The role of lymph node-derived stromal cells on growth and suppression of apoptosis of mouse malignant T-lymphoma cells

Using mouse malignant T-lymphoma CS-21 cells, we investigated the cell- cell interaction between lymphoma cells and lymph node stromal cells in vitro. CS-21 lymphoma cells continuously grew when the cells were cocultured with CA-12 lymph node stromal cells. However, when CS-21 cells were separated from the CA-12 stromal cells, they underwent apoptosis.

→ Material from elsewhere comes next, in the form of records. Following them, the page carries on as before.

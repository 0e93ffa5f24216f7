//! Boolean query generation stage
//!
//! Combines the expanded keyword groups, IPC categories, and the
//! normalized problem into a bounded list of boolean search expressions.
//! Parse failure degrades to an empty list — discovery then finds
//! nothing, which is a valid (if empty) outcome.

use super::{parse_struct, prompts, StageCtx, StageError};
use crate::collab::with_timeout;
use crate::fanout::dedup_preserving_order;
use crate::state::{PipelineState, StageUpdate};
use serde::Deserialize;
use std::collections::BTreeMap;
use tracing::{info, warn};

#[derive(Debug, Deserialize)]
struct QueriesResponse {
    queries: Vec<String>,
}

pub async fn run(state: &PipelineState, ctx: &StageCtx<'_>) -> Result<StageUpdate, StageError> {
    let seeds = state
        .seed_keywords
        .as_ref()
        .ok_or(StageError::MissingField("seed_keywords"))?;
    let problem = state.problem.clone().unwrap_or_default();

    let problem_purpose_terms = category_terms(&seeds.problem_purpose, &state.expanded_keywords);
    let object_system_terms = category_terms(&seeds.object_system, &state.expanded_keywords);
    let environment_field_terms =
        category_terms(&seeds.environment_field, &state.expanded_keywords);
    let ipc_categories: Vec<&str> = state
        .ipc_codes
        .iter()
        .map(|prediction| prediction.category.as_str())
        .collect();

    info!("generating boolean queries");
    let prompt = prompts::build_queries(
        &problem,
        &problem_purpose_terms,
        &object_system_terms,
        &environment_field_terms,
        &ipc_categories,
        ctx.config.max_queries,
    );
    let parsed = with_timeout(
        ctx.config.collaborator_timeout_secs,
        ctx.collab.generation.generate(&prompt),
    )
    .await
    .and_then(|response| parse_struct::<QueriesResponse>(&response));

    let mut queries = match parsed {
        Ok(response) => response.queries,
        Err(err) => {
            warn!(error = %err, "query generation degraded to empty list");
            Vec::new()
        }
    };
    queries.retain(|query| !query.trim().is_empty());
    let mut queries = dedup_preserving_order(queries);
    queries.truncate(ctx.config.max_queries);
    info!(count = queries.len(), "boolean queries ready");

    Ok(StageUpdate {
        queries: Some(queries),
        ..Default::default()
    })
}

/// A category's seed keywords followed by their expansions, deduplicated.
fn category_terms(
    keywords: &[String],
    expanded: &BTreeMap<String, Vec<String>>,
) -> Vec<String> {
    let mut terms = Vec::new();
    for keyword in keywords {
        terms.push(keyword.clone());
        if let Some(synonyms) = expanded.get(keyword) {
            terms.extend(synonyms.iter().cloned());
        }
    }
    dedup_preserving_order(terms)
}
//! Run store — explicit registry of in-flight and finished runs
//!
//! Maps an opaque run handle to the run's full serializable record:
//! pipeline state, state-machine position, consumed rejections, and
//! timestamps. Owned by the orchestrator with explicit create / read /
//! update / delete operations; there is no process-wide singleton. The
//! record is the persisted layout for a resumable executor: one JSON
//! document per handle.

use crate::exec::StageNode;
use crate::state::PipelineState;
use chrono::{DateTime, Utc};
use dashmap::DashMap;
use serde::{Deserialize, Serialize};
use std::fmt;
use uuid::Uuid;

/// Opaque handle identifying one extraction run.
#[derive(Debug, Clone, Copy, PartialEq, Eq, Hash, Serialize, Deserialize)]
pub struct RunId(Uuid);

impl RunId {
    pub fn new() -> Self {
        Self(Uuid::new_v4())
    }
}

impl Default for RunId {
    fn default() -> Self {
        Self::new()
    }
}

impl fmt::Display for RunId {
    fn fmt(&self, f: &mut fmt::Formatter<'_>) -> fmt::Result {
        self.0.fmt(f)
    }
}

/// Where a run currently stands, as reported to callers.
#[derive(Debug, Clone, PartialEq, Serialize, Deserialize)]
#[serde(rename_all = "snake_case", tag = "kind")]
pub enum RunState {
    /// A drive is in progress; the stored state is the last boundary
    /// snapshot.
    Running,
    /// Suspended at the checkpoint, waiting for a decision.
    AwaitingDecision,
    Done,
    /// Could not reach approval within the configured reject limit.
    RetryLimitExceeded,
    Cancelled,
    /// A structural failure; the diagnostic names the defect.
    Failed { diagnostic: String },
}

impl RunState {
    pub fn is_terminal(&self) -> bool {
        !matches!(self, RunState::Running | RunState::AwaitingDecision)
    }
}

/// The serializable record for one run.
#[derive(Debug, Clone, Serialize, Deserialize)]
pub struct RunRecord {
    pub state: PipelineState,
    /// Current state-machine position.
    pub node: StageNode,
    /// Reject decisions consumed so far.
    pub rejections: u32,
    pub status: RunState,
    pub created_at: DateTime<Utc>,
    pub updated_at: DateTime<Utc>,
}

impl RunRecord {
    pub fn new(state: PipelineState) -> Self {
        let now = Utc::now();
        Self {
            state,
            node: StageNode::Normalize,
            rejections: 0,
            status: RunState::Running,
            created_at: now,
            updated_at: now,
        }
    }
}

/// In-memory run registry keyed by [`RunId`].
#[derive(Debug, Default)]
pub struct RunStore {
    runs: DashMap<RunId, RunRecord>,
}

impl RunStore {
    pub fn new() -> Self {
        Self {
            runs: DashMap::new(),
        }
    }

    /// Register a new run, returning its handle.
    pub fn create(&self, record: RunRecord) -> RunId {
        let id = RunId::new();
        self.runs.insert(id, record);
        id
    }

    pub fn get(&self, id: &RunId) -> Option<RunRecord> {
        self.runs.get(id).map(|entry| entry.clone())
    }

    /// Replace a run's record, stamping `updated_at`. Returns false for
    /// an unknown handle.
    pub fn update(&self, id: &RunId, mut record: RunRecord) -> bool {
        if !self.runs.contains_key(id) {
            return false;
        }
        record.updated_at = Utc::now();
        self.runs.insert(*id, record);
        true
    }

    pub fn remove(&self, id: &RunId) -> Option<RunRecord> {
        self.runs.remove(id).map(|(_, record)| record)
    }

    pub fn list(&self) -> Vec<RunId> {
        self.runs.iter().map(|entry| *entry.key()).collect()
    }

    pub fn len(&self) -> usize {
        self.runs.len()
    }

    pub fn is_empty(&self) -> bool {
        self.runs.is_empty()
    }
}

#[cfg(test)]
mod tests {
    use super::*;

    #[test]
    fn create_get_remove_round_trip() {
        let store = RunStore::new();
        let id = store.create(RunRecord::new(PipelineState::new("input")));

        let record = store.get(&id).unwrap();
        assert_eq!(record.node, StageNode::Normalize);
        assert_eq!(record.status, RunState::Running);

        assert!(store.remove(&id).is_some());
        assert!(store.get(&id).is_none());
        assert!(store.is_empty());
    }

    #[test]
    fn update_refreshes_timestamp_and_rejects_unknown_handles() {
        let store = RunStore::new();
        let id = store.create(RunRecord::new(PipelineState::new("input")));

        let mut record = store.get(&id).unwrap();
        record.status = RunState::AwaitingDecision;
        record.node = StageNode::AwaitDecision;
        assert!(store.update(&id, record));

        let stored = store.get(&id).unwrap();
        assert_eq!(stored.status, RunState::AwaitingDecision);
        assert!(stored.updated_at >= stored.created_at);

        assert!(!store.update(&RunId::new(), RunRecord::new(PipelineState::new("x"))));
    }

    #[test]
    fn suspension_record_serializes_as_one_document() {
        let mut record = RunRecord::new(PipelineState::new("Smart irrigation"));
        record.node = StageNode::AwaitDecision;
        record.status = RunState::AwaitingDecision;
        record.rejections = 1;

        let json = serde_json::to_string(&record).unwrap();
        let back: RunRecord = serde_json::from_str(&json).unwrap();

        assert_eq!(back.node, StageNode::AwaitDecision);
        assert_eq!(back.status, RunState::AwaitingDecision);
        assert_eq!(back.rejections, 1);
        assert_eq!(back.state.input_text, "Smart irrigation");
    }

    #[test]
    fn terminal_states_are_classified() {
        assert!(!RunState::Running.is_terminal());
        assert!(!RunState::AwaitingDecision.is_terminal());
        assert!(RunState::Done.is_terminal());
        assert!(RunState::RetryLimitExceeded.is_terminal());
        assert!(RunState::Cancelled.is_terminal());
        assert!(RunState::Failed {
            diagnostic: "x".to_string()
        }
        .is_terminal());
    }
}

Suppression of CS-21 cell apoptosis was achieved by adhesion to CA-12 stromal cells. To identify adhesion molecules, we established several clones of monoclonal antibodies that were able to partially inhibit adhesion of CS-21 lymphoma cells to a monolayer of CA-12 stromal cells. Treatment of CS-21 lymphoma cells with the monoclonal antibodies, which specifically bind to the cell adhesion molecules of 168 kDa and 23 kDa, suppressed the apoptosis of CS-21 lymphoma cells. We recently identified 168-kDa and 23-kDa proteins as CD 45 protein tyrosine phosphatase and Thy-1 glycoprotein, respectively. Furthermore, we found that the apoptosis-inhibitory signals, transmitted by ligation of anti-Thy-1 monoclonal antibody, were mediated to a bcl-2-independent mechanism. These results suggest that CD 45 protein tyrosine phosphatase and Thy-1 glycoprotein contribute not only to the cell-cell adhesion but also to the suppression of apoptosis of CS-21 lymphoma cells.